Jestem emocjonalną podglądaczką

Fokus na... Monikę Siarę.

 

Pisze o historiach, „których poznać nie chcemy”, parafrazując podtytuł jednego z jej dramatów. Nie boi się tematów trudnych – często osadza je w nietypowej dramaturgicznej ramie. Swoje teksty nicuje ironią o szczególnym zabarwieniu, ale ten zabieg pozwala jeszcze silniej wybrzmieć dramatom i obsesjom postaci. „Powiedz mi, proszę, przyszedłeś tu, żeby na cudze cierpienia sobie popatrzeć? A wiesz, że od tych historii nie ma ucieczki?
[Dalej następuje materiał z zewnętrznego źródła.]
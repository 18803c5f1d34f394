use async_trait::async_trait;

use crate::error::SentimentError;
use crate::types::ScoreResult;

/// Capability shared by every sentiment engine.
///
/// Implementations receive already-trimmed, non-empty text and return the
/// normalized score for it. They hold no per-request state and are shared
/// across concurrent requests behind an `Arc`.
#[async_trait]
pub trait SentimentEngine: Send + Sync {
    /// Score one piece of text.
    ///
    /// # Errors
    ///
    /// Returns [`SentimentError`] when the underlying engine fails.
    async fn score(&self, text: &str) -> Result<ScoreResult, SentimentError>;

    /// Prepare any lazily-loaded resources ahead of the first request.
    ///
    /// In-process engines have nothing to load.
    ///
    /// # Errors
    ///
    /// Returns [`SentimentError`] when the engine cannot be made ready.
    async fn warm_up(&self) -> Result<(), SentimentError> {
        Ok(())
    }
}
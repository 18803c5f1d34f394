use std::collections::BTreeMap;
use std::path::Path;

use serde::Deserialize;

use crate::ConfigError;

/// Largest absolute valence accepted for a lexicon entry.
pub const MAX_VALENCE: f64 = 4.0;

/// Extra word valences merged into the lexicon engine at startup.
///
/// ```yaml
/// words:
///   meh: -0.6
///   lit: 2.2
/// ```
#[derive(Debug, Clone, Default, PartialEq, Deserialize)]
pub struct LexiconOverrides {
    #[serde(default)]
    pub words: BTreeMap<String, f64>,
}

/// Load and validate a lexicon override file.
///
/// Keys are lower-cased on load so lookups stay case-insensitive.
///
/// # Errors
///
/// Returns `ConfigError` if the file cannot be read, parsed, or fails validation.
pub fn load_lexicon_overrides(path: &Path) -> Result<LexiconOverrides, ConfigError> {
    let content = std::fs::read_to_string(path).map_err(|e| ConfigError::LexiconFileIo {
        path: path.display().to_string(),
        source: e,
    })?;

    let raw: LexiconOverrides = serde_yaml::from_str(&content)?;
    validate_overrides(raw)
}

fn validate_overrides(raw: LexiconOverrides) -> Result<LexiconOverrides, ConfigError> {
    let mut words = BTreeMap::new();

    for (word, valence) in raw.words {
        let key = word.trim().to_lowercase();
        if key.is_empty() {
            return Err(ConfigError::Validation(
                "lexicon word must be non-empty".to_string(),
            ));
        }
        if key.split_whitespace().count() > 1 {
            return Err(ConfigError::Validation(format!(
                "lexicon entry '{word}' must be a single token"
            )));
        }
        if !valence.is_finite() || valence.abs() > MAX_VALENCE {
            return Err(ConfigError::Validation(format!(
                "lexicon entry '{word}' has valence {valence}; must be within [-{MAX_VALENCE}, {MAX_VALENCE}]"
            )));
        }
        if words.insert(key.clone(), valence).is_some() {
            return Err(ConfigError::Validation(format!(
                "duplicate lexicon entry: '{key}'"
            )));
        }
    }

    Ok(LexiconOverrides { words })
}
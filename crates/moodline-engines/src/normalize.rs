//! Mapping from each engine's native output to the shared [`ScoreResult`].
//!
//! The lexicon engine uses a symmetric dead-zone around zero while the
//! polarity engine treats only an exact zero as neutral. The two boundaries
//! are deliberately different and must stay that way.

use serde_json::{Map, Value};

use crate::lexicon::PolarityScores;
use crate::neural::Prediction;
use crate::polarity::Sentiment;
use crate::types::{Category, ScoreResult};

/// Compound magnitude at which the lexicon engine leaves the neutral band.
pub const COMPOUND_THRESHOLD: f64 = 0.05;

/// Categorize a lexicon compound score. Both thresholds are inclusive.
#[must_use]
pub fn categorize_compound(compound: f64) -> Category {
    if compound >= COMPOUND_THRESHOLD {
        Category::Positive
    } else if compound <= -COMPOUND_THRESHOLD {
        Category::Negative
    } else {
        Category::Neutral
    }
}

/// Categorize a polarity value. Only exactly zero is neutral.
#[must_use]
pub fn categorize_polarity(polarity: f64) -> Category {
    if polarity > 0.0 {
        Category::Positive
    } else if polarity < 0.0 {
        Category::Negative
    } else {
        Category::Neutral
    }
}

/// Sign-encode a classifier confidence by its predicted label.
///
/// Only `positive` keeps the confidence as-is. Every other label, including
/// ones outside the three-way scheme such as `neutral`, is negated.
#[must_use]
pub fn signed_confidence(category: &Category, confidence: f64) -> f64 {
    if *category == Category::Positive {
        confidence
    } else {
        -confidence
    }
}

#[must_use]
pub fn from_polarity_scores(scores: &PolarityScores) -> ScoreResult {
    let mut details = Map::new();
    details.insert("neg".to_string(), Value::from(scores.neg));
    details.insert("neu".to_string(), Value::from(scores.neu));
    details.insert("pos".to_string(), Value::from(scores.pos));
    details.insert("compound".to_string(), Value::from(scores.compound));

    ScoreResult {
        score: scores.compound,
        category: categorize_compound(scores.compound),
        details,
    }
}

#[must_use]
pub fn from_sentiment(sentiment: &Sentiment) -> ScoreResult {
    let mut details = Map::new();
    details.insert("polarity".to_string(), Value::from(sentiment.polarity));
    details.insert(
        "subjectivity".to_string(),
        Value::from(sentiment.subjectivity),
    );

    ScoreResult {
        score: sentiment.polarity,
        category: categorize_polarity(sentiment.polarity),
        details,
    }
}

/// `details` carries the prediction as the model emitted it, plus the model id.
#[must_use]
pub fn from_prediction(prediction: &Prediction, model_id: &str) -> ScoreResult {
    let category = Category::from_label(&prediction.label);
    let score = signed_confidence(&category, prediction.score);

    let mut details = Map::new();
    details.insert("label".to_string(), Value::from(prediction.label.clone()));
    details.insert("score".to_string(), Value::from(prediction.score));
    details.insert("model".to_string(), Value::from(model_id));

    ScoreResult {
        score,
        category,
        details,
    }
}
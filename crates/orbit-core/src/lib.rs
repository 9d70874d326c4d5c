//! Orbit Core Library
//!
//! Gravitational N-body simulation on `Rapier2D` with binary persistence of
//! bodies and entities, a camera that follows the tracked planet, and the
//! session loop that ties them together.

#![allow(clippy::must_use_candidate)]
#![allow(clippy::missing_panics_doc)]
#![allow(clippy::missing_errors_doc)]
#![allow(clippy::module_name_repetitions)]

pub mod body;
pub mod camera;
pub mod codec;
pub mod config;
pub mod entity;
pub mod gravity;
pub mod physics;
pub mod render;
pub mod scores;
pub mod session;
pub mod storage;
pub mod timer;
pub mod trail;

#[cfg(test)]
pub(crate) mod test_utils;

pub use body::{BodyKind, BodyState, FixtureState, ShapeState, SnapshotError, load_body, save_body};
pub use camera::{Camera, Viewport};
pub use codec::{CodecError, Decoder, Encoder};
pub use config::{ConfigError, SimConfig};
pub use entity::{CollectibleKind, Entity, EntityArena, EntityId, PersistedEntity};
pub use gravity::{GravitySource, accumulate_gravity, apply_gravity, score_increment};
pub use physics::{PHYSICS_DT, PhysicsWorld};
pub use render::{Color, EntityDraw, RenderTarget, TextAnchor, TextureCache, TextureHandle, Visual};
pub use scores::HighScores;
pub use session::{SessionPhase, SessionState, Simulation};
pub use storage::StorageError;
pub use timer::{TimerId, TimerScheduler};
pub use trail::{Trail, TrailPoint};
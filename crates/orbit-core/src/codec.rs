//! Fixed-width binary codec for save streams.
//!
//! The encoding is not self-describing: a reader must request exactly the
//! field sequence the writer produced. All values are little-endian:
//! flags take one byte, integers and floats four, vectors two floats (x, y).

use std::io::{self, Read, Write};

use rapier2d::prelude::Vector;

/// Error type for stream encoding and decoding.
#[derive(Debug, thiserror::Error)]
pub enum CodecError {
    /// The stream ended before the expected field.
    #[error("stream truncated while reading {field} ({wanted} bytes)")]
    Truncated { field: &'static str, wanted: usize },
    #[error(transparent)]
    Io(#[from] io::Error),
}

/// Appends fixed-width fields to a byte sink.
pub struct Encoder<W> {
    inner: W,
}

impl<W: Write> Encoder<W> {
    pub fn new(inner: W) -> Self {
        Self { inner }
    }

    pub fn into_inner(self) -> W {
        self.inner
    }

    pub fn write_bool(&mut self, value: bool) -> Result<(), CodecError> {
        self.inner.write_all(&[u8::from(value)])?;
        Ok(())
    }

    pub fn write_i32(&mut self, value: i32) -> Result<(), CodecError> {
        self.inner.write_all(&value.to_le_bytes())?;
        Ok(())
    }

    pub fn write_u32(&mut self, value: u32) -> Result<(), CodecError> {
        self.inner.write_all(&value.to_le_bytes())?;
        Ok(())
    }

    pub fn write_f32(&mut self, value: f32) -> Result<(), CodecError> {
        self.inner.write_all(&value.to_le_bytes())?;
        Ok(())
    }

    pub fn write_vec2(&mut self, value: Vector) -> Result<(), CodecError> {
        self.write_f32(value.x)?;
        self.write_f32(value.y)
    }

    /// Writes a collection length as `u32`.
    pub fn write_len(&mut self, len: usize, field: &'static str) -> Result<(), CodecError> {
        let len = u32::try_from(len).map_err(|_| {
            io::Error::new(
                io::ErrorKind::InvalidInput,
                format!("{field} length {len} does not fit in u32"),
            )
        })?;
        self.write_u32(len)
    }
}

/// Consumes fixed-width fields from a byte source.
pub struct Decoder<R> {
    inner: R,
}

impl<R: Read> Decoder<R> {
    pub fn new(inner: R) -> Self {
        Self { inner }
    }

    pub fn into_inner(self) -> R {
        self.inner
    }

    fn read_array<const N: usize>(&mut self, field: &'static str) -> Result<[u8; N], CodecError> {
        let mut buf = [0u8; N];
        match self.inner.read_exact(&mut buf) {
            Ok(()) => Ok(buf),
            Err(e) if e.kind() == io::ErrorKind::UnexpectedEof => {
                Err(CodecError::Truncated { field, wanted: N })
            }
            Err(e) => Err(CodecError::Io(e)),
        }
    }

    pub fn read_bool(&mut self, field: &'static str) -> Result<bool, CodecError> {
        let [byte] = self.read_array::<1>(field)?;
        Ok(byte != 0)
    }

    pub fn read_i32(&mut self, field: &'static str) -> Result<i32, CodecError> {
        Ok(i32::from_le_bytes(self.read_array(field)?))
    }

    pub fn read_u32(&mut self, field: &'static str) -> Result<u32, CodecError> {
        Ok(u32::from_le_bytes(self.read_array(field)?))
    }

    pub fn read_f32(&mut self, field: &'static str) -> Result<f32, CodecError> {
        Ok(f32::from_le_bytes(self.read_array(field)?))
    }

    pub fn read_vec2(&mut self, field: &'static str) -> Result<Vector, CodecError> {
        let x = self.read_f32(field)?;
        let y = self.read_f32(field)?;
        Ok(Vector::new(x, y))
    }

    pub fn read_len(&mut self, field: &'static str) -> Result<usize, CodecError> {
        Ok(self.read_u32(field)? as usize)
    }
}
Już nie ma odwrotu, jeśli ich dzisiaj nie posłuchasz i zaczniesz sobie uszy w trakcie zatykać, to wszystko dopadnie cię w nocy, kiedy radio w twoim pokoju włączy się niechcący i zacznie nadawać audycję, po której uwierzysz, że to działo się naprawdę” – pisze w monologu otwierającym jej najnowszą sztukę Miss o zapachu dymu, która znalazła się w półfinale tegorocznej Gdyńskiej Nagrody Dramaturgicznej. Monika Siara opowiada Agacie Tomasiewicz, co ukształtowało ją jako dramatopisarkę, jak dojrzewają jej inspiracje i co wyróżnia kobiecy głos w środowisku piszących dla teatru.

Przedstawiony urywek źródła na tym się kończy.